> [Task directions]
Copy out all the lines in the records that include the word "FirebaseStore".

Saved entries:
══════════════════════════════

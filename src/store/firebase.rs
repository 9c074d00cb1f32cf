//! Firebase Realtime Database over its REST API.
//!
//! Every node is addressable as `<database url>/<path>.json`: `GET` reads it, `PUT`
//! replaces it and `PATCH` merges children. Authenticated databases take either a
//! legacy secret as `auth` or an OAuth2 access token as `access_token`; see [`Credentials`].

use log::{debug, info};
use reqwest::{Client, Method, Url};
use serde_json::{Map, Value};
use std::time::Duration;

use super::auth::Credentials;
use super::{split_path, Store};
use crate::config::Config;
use crate::errors::StoreError;

pub struct FirebaseStore {
    base: Url,
    credentials: Credentials,
    client: Client,
}

impl FirebaseStore {
    /// Store authenticated with a database secret or ID token, if `token` is non-empty.
    pub fn new(
        database_url: &str,
        token: Option<String>,
        timeout: Duration,
    ) -> Result<Self, StoreError> {
        Self::with_credentials(database_url, Credentials::secret(token), timeout)
    }

    pub fn with_credentials(
        database_url: &str,
        credentials: Credentials,
        timeout: Duration,
    ) -> Result<Self, StoreError> {
        let base = Url::parse(database_url).map_err(|e| {
            StoreError::Init(format!("invalid database url '{}': {}", database_url, e))
        })?;
        if !matches!(base.scheme(), "http" | "https") {
            return Err(StoreError::Init(format!(
                "unsupported database url scheme '{}'",
                base.scheme()
            )));
        }
        let client = Client::builder()
            .timeout(timeout)
            .build()
            .map_err(|e| StoreError::Init(format!("http client: {}", e)))?;
        Ok(Self {
            base,
            credentials,
            client,
        })
    }

    /// Build the store from config, reading the token file when one is configured.
    pub async fn from_config(config: &Config) -> Result<Self, StoreError> {
        let credentials = match config.firebase.token.as_deref() {
            Some(path) if !path.trim().is_empty() => {
                let raw = tokio::fs::read_to_string(path).await.map_err(|e| {
                    StoreError::Init(format!("failed to read token file {}: {}", path, e))
                })?;
                Credentials::from_file_contents(&raw)?
            }
            _ => Credentials::None,
        };
        if let Credentials::ServiceAccount(sa) = &credentials {
            info!("Using service account {} for the datastore", sa.client_email());
        }
        Self::with_credentials(&config.database_url(), credentials, config.publish_timeout())
    }

    /// REST URL for `path`, each key percent-encoded.
    pub fn node_url(&self, path: &str) -> Result<String, StoreError> {
        let segments = split_path(path)?;
        let encoded: Vec<String> = segments
            .iter()
            .map(|s| urlencoding::encode(s).into_owned())
            .collect();
        Ok(format!(
            "{}/{}.json",
            self.base.as_str().trim_end_matches('/'),
            encoded.join("/")
        ))
    }

    async fn send(
        &self,
        method: Method,
        path: &str,
        body: Option<&Value>,
    ) -> Result<Value, StoreError> {
        let url = self.node_url(path)?;
        debug!("firebase {} {}", method, url);
        let mut request = self.client.request(method, &url);
        if let Some((name, value)) = self.credentials.query_param(&self.client).await? {
            request = request.query(&[(name, value.as_str())]);
        }
        if let Some(body) = body {
            request = request.json(body);
        }
        let response = request.send().await?;
        let status = response.status();
        if !status.is_success() {
            let body = response.text().await.unwrap_or_default();
            return Err(StoreError::Status {
                status: status.as_u16(),
                body,
            });
        }
        let text = response.text().await?;
        if text.trim().is_empty() {
            return Ok(Value::Null);
        }
        Ok(serde_json::from_str(&text)?)
    }
}

impl Store for FirebaseStore {
    async fn get(&self, path: &str) -> Result<Option<Value>, StoreError> {
        match self.send(Method::GET, path, None).await? {
            Value::Null => Ok(None),
            value => Ok(Some(value)),
        }
    }

    async fn set(&self, path: &str, value: Value) -> Result<(), StoreError> {
        self.send(Method::PUT, path, Some(&value)).await.map(|_| ())
    }

    async fn update(&self, path: &str, fields: Map<String, Value>) -> Result<(), StoreError> {
        let body = Value::Object(fields);
        self.send(Method::PATCH, path, Some(&body)).await.map(|_| ())
    }
}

══════════════════════════════

> [Response]
pub struct FirebaseStore {
impl FirebaseStore {
impl Store for FirebaseStore {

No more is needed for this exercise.